The new site has the potential to offer another perspective on popular films from a female lens. According to the Motion Picture Association of America, half of movie audiences in America are women—in fact, three of the top five highest-grossing films in 2016 were attended by majority female audiences, yet the landscape of critics in America is distinctly male-dominated. Over 13 million moviegoers reference the Fandango-owned Rotten Tomatoes before buying tickets every year. A bad or misinformed review can not only make a financial impact, it can skew formulas, resulting in a poor ranking that may dissuade viewers.
A 2017 report by NYU reveals that moviegoers rarely agree with the assessments of critics. The report also lends credence to the CherryPicks model: “Looking at demographics, the survey showed greater agreement in film ratings among male participants than among females—and this difference between genders was statistically significant.”

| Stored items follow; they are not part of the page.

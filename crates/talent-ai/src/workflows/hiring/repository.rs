use std::fmt;

use super::domain::{
    AiAnalysis, AiSuggestion, ApplicantRecord, CandidateProfile, JobId, JobPosting, RequestId,
    ScheduledInterview, Stage, UserId,
};

/// Storage abstraction for applicant records so the service can be exercised in isolation.
///
/// Implementations must apply each [`ApplicantPatch`] atomically with respect to other readers
/// and writers of the same `(job, user)` key, and must return [`RepositoryError::NotFound`]
/// rather than inventing a default record.
pub trait ApplicantRepository: Send + Sync {
    fn insert(&self, record: ApplicantRecord) -> Result<ApplicantRecord, RepositoryError>;
    fn fetch(
        &self,
        job_id: &JobId,
        user_id: &UserId,
    ) -> Result<Option<ApplicantRecord>, RepositoryError>;
    /// Records for a job in application order.
    fn list(&self, job_id: &JobId) -> Result<Vec<ApplicantRecord>, RepositoryError>;
    fn update(
        &self,
        job_id: &JobId,
        user_id: &UserId,
        patch: &ApplicantPatch,
    ) -> Result<ApplicantRecord, RepositoryError>;
}

/// Read-only lookup of jobs and candidate profiles owned by other parts of the product.
pub trait TalentDirectory: Send + Sync {
    fn job(&self, job_id: &JobId) -> Result<Option<JobPosting>, RepositoryError>;
    fn candidate(&self, user_id: &UserId) -> Result<Option<CandidateProfile>, RepositoryError>;
}

/// Error enumeration for repository failures.
#[derive(Debug, thiserror::Error)]
pub enum RepositoryError {
    #[error("record already exists")]
    Conflict,
    #[error("record not found")]
    NotFound,
    #[error("record changed concurrently: expected {0}")]
    Stale(PatchPrecondition),
    #[error("repository unavailable: {0}")]
    Unavailable(String),
}

/// Compare-and-set guard evaluated under the same lock as the write it protects.
#[derive(Debug, Clone, PartialEq, Eq)]
pub enum PatchPrecondition {
    Status(Stage),
    PendingAnalysis(RequestId),
    PendingFeedback(RequestId),
    NoPendingAnalysis,
}

impl fmt::Display for PatchPrecondition {
    fn fmt(&self, f: &mut fmt::Formatter<'_>) -> fmt::Result {
        match self {
            PatchPrecondition::Status(stage) => write!(f, "status {stage}"),
            PatchPrecondition::PendingAnalysis(id) => write!(f, "pending analysis {id}"),
            PatchPrecondition::PendingFeedback(id) => write!(f, "pending feedback {id}"),
            PatchPrecondition::NoPendingAnalysis => f.write_str("no analysis in flight"),
        }
    }
}

impl PatchPrecondition {
    fn holds(&self, record: &ApplicantRecord) -> bool {
        match self {
            PatchPrecondition::Status(stage) => &record.status == stage,
            PatchPrecondition::PendingAnalysis(id) => record.pending_analysis == Some(*id),
            PatchPrecondition::PendingFeedback(id) => record.pending_feedback == Some(*id),
            PatchPrecondition::NoPendingAnalysis => record.pending_analysis.is_none(),
        }
    }
}

/// Partial update of an applicant record.
///
/// Patches are built only by the pipeline service so every write goes through its validation;
/// storage backends call [`ApplicantPatch::apply`] while holding the record's lock.
#[derive(Debug, Clone, Default, PartialEq)]
pub struct ApplicantPatch {
    preconditions: Vec<PatchPrecondition>,
    status: Option<Stage>,
    rating: Option<u8>,
    ai_analysis: Option<AiAnalysis>,
    ai_reasoning: Option<Option<String>>,
    ai_suggestion: Option<Option<AiSuggestion>>,
    scheduled_interview: Option<Option<ScheduledInterview>>,
    mark_reviewed: bool,
    pending_analysis: Option<Option<RequestId>>,
    pending_feedback: Option<Option<RequestId>>,
}

impl ApplicantPatch {
    pub(crate) fn new() -> Self {
        Self::default()
    }

    pub(crate) fn expect(mut self, precondition: PatchPrecondition) -> Self {
        self.preconditions.push(precondition);
        self
    }

    pub(crate) fn status(mut self, status: Stage) -> Self {
        self.status = Some(status);
        self
    }

    pub(crate) fn rating(mut self, rating: u8) -> Self {
        self.rating = Some(rating);
        self
    }

    pub(crate) fn analysis(mut self, analysis: AiAnalysis) -> Self {
        self.ai_analysis = Some(analysis);
        self
    }

    pub(crate) fn reasoning(mut self, reasoning: Option<String>) -> Self {
        self.ai_reasoning = Some(reasoning);
        self
    }

    pub(crate) fn suggestion(mut self, suggestion: Option<AiSuggestion>) -> Self {
        self.ai_suggestion = Some(suggestion);
        self
    }

    pub(crate) fn schedule(mut self, interview: Option<ScheduledInterview>) -> Self {
        self.scheduled_interview = Some(interview);
        self
    }

    pub(crate) fn reviewed(mut self) -> Self {
        self.mark_reviewed = true;
        self
    }

    pub(crate) fn pending_analysis(mut self, request: Option<RequestId>) -> Self {
        self.pending_analysis = Some(request);
        self
    }

    pub(crate) fn pending_feedback(mut self, request: Option<RequestId>) -> Self {
        self.pending_feedback = Some(request);
        self
    }

    /// Verify every precondition and then write all fields, or leave the record untouched.
    pub fn apply(&self, record: &mut ApplicantRecord) -> Result<(), RepositoryError> {
        if let Some(failed) = self
            .preconditions
            .iter()
            .find(|precondition| !precondition.holds(record))
        {
            return Err(RepositoryError::Stale(failed.clone()));
        }

        if let Some(status) = &self.status {
            record.status = status.clone();
        }
        if let Some(rating) = self.rating {
            record.rating = rating;
        }
        if let Some(analysis) = &self.ai_analysis {
            record.ai_analysis = Some(analysis.clone());
        }
        if let Some(reasoning) = &self.ai_reasoning {
            record.ai_reasoning = reasoning.clone();
        }
        if let Some(suggestion) = self.ai_suggestion {
            record.ai_suggestion = suggestion;
        }
        if let Some(interview) = &self.scheduled_interview {
            record.scheduled_interview = interview.clone();
        }
        // Monotonic: a patch can raise the review flag but never lower it.
        if self.mark_reviewed {
            record.has_been_reviewed = true;
        }
        if let Some(request) = self.pending_analysis {
            record.pending_analysis = request;
        }
        if let Some(request) = self.pending_feedback {
            record.pending_feedback = request;
        }
        Ok(())
    }
}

Recently, more attention has been paid to how a male majority in criticism specifically targets female-driven films. After looking at the weighted IMDb user rankings for the recently released “A Wrinkle in Time,” Mark Harris, an author and journalist for Vulture, penned a tweet: “Whatever you think of the movie, this is a white-dude-driven takedown effort, and why vox-pop internet ‘democracy’ is largely mob garbage.”
There were moans after one critic, Cole Smithey, gave Greta Gerwig’s mother-daughter drama “Lady Bird” a lukewarm review—tripping up the film’s high score on Rotten Tomatoes. Though Smithey is not considered one of the site’s “top critics,” his grade for the film had an impact on how the site represented responses to the film.
CherryPicks, which currently only offers a newsletter, is aiming to launch in full around Thanksgiving 2018 with a broad spectrum of female voices. Eventually, Bailey said in her interview with Vulture, she intends for the site to offer data analytics services to studios—hoping to prove to profit-driven Hollywood that representation is not only equitable but profitable.